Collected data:
* * * * * * *
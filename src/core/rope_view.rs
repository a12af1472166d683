//! RopeView: a [`View`] over a ropey `Rope`.
//!
//! This is the editing surface used by the `vimode` binary and by the test
//! suite. It keeps its own selection, marks, viewport and a snapshot undo
//! history; horizontal motion steps over whole grapheme clusters.

use ropey::Rope;
use std::collections::{HashMap, VecDeque};
use std::fs;
use std::io::Write;
use std::path::{Path, PathBuf};
use tempfile::NamedTempFile;

use crate::core::error::ActionError;
use crate::core::register::LineEnding;
use crate::core::utf8;
use crate::core::view::{ScrollPlacement, View};

/// Maximum undo stack depth to prevent OOM from unbounded undo history
const MAX_UNDO_DEPTH: usize = 1_000;

/// Text and caret captured before an undoable change
#[derive(Debug, Clone)]
struct Snapshot {
    rope: Rope,
    caret: usize,
}

#[derive(Debug)]
pub struct RopeView {
    rope: Rope,
    /// Filename (if loaded from file)
    pub filename: Option<PathBuf>,
    /// Dirty flag (true if the text has unsaved changes)
    pub modified: bool,
    anchor: usize,
    caret: usize,
    extending: bool,
    line_ending: LineEnding,
    marks: HashMap<char, usize>,
    undo_stack: VecDeque<Snapshot>,
    redo_stack: Vec<Snapshot>,
    /// Nesting depth of open undo groups
    group_depth: usize,
    /// Whether the open group already holds a snapshot
    group_recorded: bool,
    first_visible_line: usize,
    /// Lines on screen; `None` shows everything
    viewport_height: Option<usize>,
}

impl RopeView {
    /// Create a view from a string
    pub fn from_string(content: impl AsRef<str>) -> Self {
        let content = content.as_ref();
        Self {
            rope: Rope::from_str(content),
            filename: None,
            modified: false,
            anchor: 0,
            caret: 0,
            extending: false,
            line_ending: LineEnding::detect(content),
            marks: HashMap::new(),
            undo_stack: VecDeque::new(),
            redo_stack: Vec::new(),
            group_depth: 0,
            group_recorded: false,
            first_visible_line: 0,
            viewport_height: None,
        }
    }

    /// Load a view from a file
    pub fn from_file(path: impl AsRef<Path>) -> Result<Self, Box<dyn std::error::Error>> {
        let path = path.as_ref();
        if path.is_dir() {
            return Err(format!("Path is a directory, not a file: {}", path.display()).into());
        }
        let bytes = fs::read(path).map_err(|e| format!("Failed to read file: {}", e))?;
        let content = String::from_utf8_lossy(&bytes);
        let mut view = Self::from_string(&content);
        view.filename = Some(path.to_path_buf());
        Ok(view)
    }

    /// Write the text back to `filename` atomically
    pub fn save(&mut self) -> Result<(), Box<dyn std::error::Error>> {
        let path = self.filename.as_ref().ok_or("No filename set for view")?;
        let parent = match path.parent() {
            Some(p) if !p.as_os_str().is_empty() => p,
            _ => Path::new("."),
        };
        let mut temp_file = NamedTempFile::new_in(parent)?;
        for chunk in self.rope.chunks() {
            temp_file.write_all(chunk.as_bytes())?;
        }
        temp_file.flush()?;
        temp_file.as_file().sync_all()?;
        temp_file.persist(path)?;
        self.modified = false;
        Ok(())
    }

    /// Get entire content as string
    pub fn to_string(&self) -> String {
        self.rope.to_string()
    }

    /// Text of a line without its terminator
    pub fn line_text(&self, line: usize) -> String {
        self.text_range(self.line_start(line), self.line_end(line))
    }

    /// Restrict the screen to `height` lines starting at `first`
    pub fn set_viewport(&mut self, first: usize, height: usize) {
        self.first_visible_line = first;
        self.viewport_height = Some(height.max(1));
    }

    /// Scroll just enough for the caret's line to be on screen
    pub fn ensure_caret_visible(&mut self) {
        let line = self.line_of(self.caret);
        if let Some(height) = self.viewport_height {
            if line < self.first_visible_line {
                self.first_visible_line = line;
            } else if line >= self.first_visible_line + height {
                self.first_visible_line = line + 1 - height;
            }
        }
    }

    fn snapshot(&self) -> Snapshot {
        Snapshot {
            rope: self.rope.clone(),
            caret: self.caret,
        }
    }

    fn record_undo(&mut self) {
        if self.group_depth > 0 {
            if self.group_recorded {
                return;
            }
            self.group_recorded = true;
        }
        if self.undo_stack.len() >= MAX_UNDO_DEPTH {
            self.undo_stack.pop_front();
        }
        self.undo_stack.push_back(self.snapshot());
        self.redo_stack.clear();
    }

    fn restore(&mut self, snapshot: Snapshot) {
        self.rope = snapshot.rope;
        let caret = snapshot.caret.min(self.rope.len_chars());
        self.anchor = caret;
        self.caret = caret;
        self.modified = true;
    }

    fn line_slice(&self, line: usize) -> (usize, String) {
        let start = self.line_start(line);
        (start, self.text_range(start, self.line_end(line)))
    }
}

impl View for RopeView {
    fn len_chars(&self) -> usize {
        self.rope.len_chars()
    }

    fn char_at(&self, pos: usize) -> Option<char> {
        self.rope.get_char(pos)
    }

    fn text_range(&self, start: usize, end: usize) -> String {
        let len = self.rope.len_chars();
        let end = end.min(len);
        let start = start.min(end);
        self.rope.slice(start..end).to_string()
    }

    fn line_count(&self) -> usize {
        self.rope.len_lines()
    }

    fn line_of(&self, pos: usize) -> usize {
        self.rope.char_to_line(pos.min(self.rope.len_chars()))
    }

    fn line_start(&self, line: usize) -> usize {
        let line = line.min(self.rope.len_lines().saturating_sub(1));
        self.rope.line_to_char(line)
    }

    fn line_end(&self, line: usize) -> usize {
        if line + 1 >= self.rope.len_lines() {
            return self.rope.len_chars();
        }
        let next = self.rope.line_to_char(line + 1);
        if next >= 2 && self.char_at(next - 1) == Some('\n') && self.char_at(next - 2) == Some('\r')
        {
            next - 2
        } else {
            next.saturating_sub(1)
        }
    }

    fn line_ending(&self) -> LineEnding {
        self.line_ending
    }

    fn caret(&self) -> usize {
        self.caret
    }

    fn anchor(&self) -> usize {
        self.anchor
    }

    fn set_selection(&mut self, anchor: usize, caret: usize) {
        let len = self.rope.len_chars();
        self.anchor = anchor.min(len);
        self.caret = caret.min(len);
    }

    fn is_extending(&self) -> bool {
        self.extending
    }

    fn set_extending(&mut self, extending: bool) {
        self.extending = extending;
    }

    fn replace_range(&mut self, start: usize, end: usize, text: &str) {
        let len = self.rope.len_chars();
        let end = end.min(len);
        let start = start.min(end);
        if start == end && text.is_empty() {
            return;
        }
        self.record_undo();
        self.rope.remove(start..end);
        self.rope.insert(start, text);
        self.modified = true;

        let new_len = self.rope.len_chars();
        self.anchor = self.anchor.min(new_len);
        self.caret = self.caret.min(new_len);
    }

    fn undo(&mut self) -> bool {
        match self.undo_stack.pop_back() {
            Some(snapshot) => {
                self.redo_stack.push(self.snapshot());
                self.restore(snapshot);
                true
            }
            None => false,
        }
    }

    fn redo(&mut self) -> bool {
        match self.redo_stack.pop() {
            Some(snapshot) => {
                self.undo_stack.push_back(self.snapshot());
                self.restore(snapshot);
                true
            }
            None => false,
        }
    }

    fn begin_undo_group(&mut self) {
        if self.group_depth == 0 {
            self.group_recorded = false;
        }
        self.group_depth += 1;
    }

    fn end_undo_group(&mut self) {
        self.group_depth = self.group_depth.saturating_sub(1);
    }

    fn find(
        &self,
        pattern: &str,
        from: usize,
        forward: bool,
    ) -> Result<Option<(usize, usize)>, ActionError> {
        let re = regex::Regex::new(pattern)
            .map_err(|e| ActionError::InvalidPattern(e.to_string()))?;
        let text = self.rope.to_string();
        let from_byte = self.rope.char_to_byte(from.min(self.rope.len_chars()));

        let found = if forward {
            re.find_at(&text, from_byte).or_else(|| re.find(&text))
        } else {
            let mut before = None;
            let mut last = None;
            for m in re.find_iter(&text) {
                if m.start() < from_byte {
                    before = Some(m);
                }
                last = Some(m);
            }
            before.or(last)
        };

        Ok(found.map(|m| (self.rope.byte_to_char(m.start()), self.rope.byte_to_char(m.end()))))
    }

    fn visible_lines(&self) -> (usize, usize) {
        let count = self.line_count();
        let first = self.first_visible_line.min(count.saturating_sub(1));
        let last = match self.viewport_height {
            Some(height) => (first + height).min(count) - 1,
            None => count - 1,
        };
        (first, last)
    }

    fn scroll_to(&mut self, line: usize, placement: ScrollPlacement) {
        let height = self.viewport_height.unwrap_or_else(|| self.line_count());
        self.first_visible_line = match placement {
            ScrollPlacement::Top => line,
            ScrollPlacement::Center => line.saturating_sub(height / 2),
            ScrollPlacement::Bottom => line.saturating_sub(height.saturating_sub(1)),
        };
    }

    fn set_mark(&mut self, name: char, pos: usize) {
        self.marks.insert(name, pos);
    }

    fn mark(&self, name: char) -> Option<usize> {
        self.marks
            .get(&name)
            .map(|&pos| pos.min(self.rope.len_chars()))
    }

    fn next_char(&self, pos: usize) -> usize {
        let (start, text) = self.line_slice(self.line_of(pos));
        let len = self.rope.len_chars();
        if pos < start || pos - start >= text.chars().count() {
            return (pos + 1).min(len);
        }
        start + utf8::next_grapheme_boundary(&text, pos - start)
    }

    fn prev_char(&self, pos: usize) -> usize {
        let (start, text) = self.line_slice(self.line_of(pos));
        if pos <= start {
            return pos.saturating_sub(1);
        }
        start + utf8::prev_grapheme_boundary(&text, pos - start)
    }
}

#[cfg(test)]
mod tests {
    use super::*;

    #[test]
    fn test_line_geometry() {
        let view = RopeView::from_string("one\ntwo\n\nfour");
        assert_eq!(view.line_count(), 4);
        assert_eq!(view.line_start(1), 4);
        assert_eq!(view.line_end(1), 7);
        assert!(view.is_blank_line(2));
        assert_eq!(view.line_end(3), 13);
        assert_eq!(view.line_text(3), "four");
    }

    #[test]
    fn test_crlf_line_end() {
        let view = RopeView::from_string("ab\r\ncd");
        assert_eq!(view.line_ending(), LineEnding::CrLf);
        assert_eq!(view.line_end(0), 2);
        assert_eq!(view.line_start(1), 4);
    }

    #[test]
    fn test_grapheme_motion() {
        let mut view = RopeView::from_string("e\u{301}x");
        assert!(view.char_right());
        assert_eq!(view.caret(), 2);
        assert!(view.char_left());
        assert_eq!(view.caret(), 0);
    }

    #[test]
    fn test_undo_group_is_one_step() {
        let mut view = RopeView::from_string("abc");
        view.begin_undo_group();
        view.replace_range(0, 1, "");
        view.replace_range(0, 1, "");
        view.end_undo_group();
        assert_eq!(view.to_string(), "c");
        assert!(view.undo());
        assert_eq!(view.to_string(), "abc");
        assert!(!view.undo());
        assert!(view.redo());
        assert_eq!(view.to_string(), "c");
    }

    #[test]
    fn test_find_wraps() {
        let view = RopeView::from_string("foo bar foo");
        assert_eq!(view.find("foo", 1, true).unwrap(), Some((8, 11)));
        assert_eq!(view.find("foo", 9, true).unwrap(), Some((0, 3)));
        assert_eq!(view.find("bar", 3, false).unwrap(), Some((4, 7)));
        assert!(view.find("(", 0, true).is_err());
    }

    #[test]
    fn test_viewport() {
        let mut view = RopeView::from_string("a\nb\nc\nd\ne");
        assert_eq!(view.visible_lines(), (0, 4));
        view.set_viewport(1, 2);
        assert_eq!(view.visible_lines(), (1, 2));
        view.set_selection(9, 9);
        view.ensure_caret_visible();
        assert_eq!(view.visible_lines(), (3, 4));
    }

    #[test]
    fn test_save_round_trip() {
        let dir = tempfile::tempdir().unwrap();
        let path = dir.path().join("note.txt");
        fs::write(&path, "hello\n").unwrap();

        let mut view = RopeView::from_file(&path).unwrap();
        view.replace_range(0, 0, "> ");
        view.save().unwrap();
        assert_eq!(fs::read_to_string(&path).unwrap(), "> hello\n");
        assert!(!view.modified);
    }
}
use unicode_segmentation::UnicodeSegmentation;

/// Char offset of the grapheme boundary after `char_idx` in `text`.
///
/// Returns the text length (in chars) when `char_idx` is in the last cluster.
pub fn next_grapheme_boundary(text: &str, char_idx: usize) -> usize {
    let mut seen = 0;
    for grapheme in text.graphemes(true) {
        let n = grapheme.chars().count();
        if seen + n > char_idx {
            return seen + n;
        }
        seen += n;
    }
    seen
}

/// Char offset of the grapheme boundary strictly before `char_idx` in `text`
pub fn prev_grapheme_boundary(text: &str, char_idx: usize) -> usize {
    let mut seen = 0;
    let mut last = 0;
    for grapheme in text.graphemes(true) {
        if seen >= char_idx {
            break;
        }
        last = seen;
        seen += grapheme.chars().count();
    }
    last
}

/// Get the display width of a single character (for monospace terminal display)
/// Returns 0 for control characters, 1 for ASCII, 2 for wide CJK characters, etc.
pub fn char_width(c: char) -> usize {
    unicode_width::UnicodeWidthChar::width(c).unwrap_or(0)
}

/// Visual (display) width of the first `char_idx` chars of `text`, expanding tabs
pub fn visual_width_up_to(text: &str, char_idx: usize, tab_width: usize) -> usize {
    let tab_width = tab_width.max(1);
    let mut visual_x = 0;
    for c in text.chars().take(char_idx) {
        if c == '\t' {
            visual_x = (visual_x / tab_width + 1) * tab_width;
        } else {
            visual_x += char_width(c);
        }
    }
    visual_x
}

#[cfg(test)]
mod tests {
    use super::*;

    #[test]
    fn test_ascii_boundaries() {
        assert_eq!(next_grapheme_boundary("abc", 0), 1);
        assert_eq!(next_grapheme_boundary("abc", 2), 3);
        assert_eq!(prev_grapheme_boundary("abc", 2), 1);
        assert_eq!(prev_grapheme_boundary("abc", 0), 0);
    }

    #[test]
    fn test_combining_mark_is_one_cluster() {
        // "e" + COMBINING ACUTE ACCENT, then "x"
        let text = "e\u{301}x";
        assert_eq!(next_grapheme_boundary(text, 0), 2);
        assert_eq!(prev_grapheme_boundary(text, 2), 0);
        assert_eq!(next_grapheme_boundary(text, 2), 3);
    }

    #[test]
    fn test_visual_width() {
        assert_eq!(visual_width_up_to("a\tb", 2, 4), 4);
        assert_eq!(visual_width_up_to("日本", 2, 4), 4);
    }
}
* * * * * * *
TASK PROMPT: Among the lines above, find those holding "seen" and copy each one.

SOLUTION TO THE EXERCISE:
    let mut seen = 0;
        if seen + n > char_idx {
            return seen + n;
        seen += n;
    seen
    let mut seen = 0;
        if seen >= char_idx {
        last = seen;
        seen += grapheme.chars().count();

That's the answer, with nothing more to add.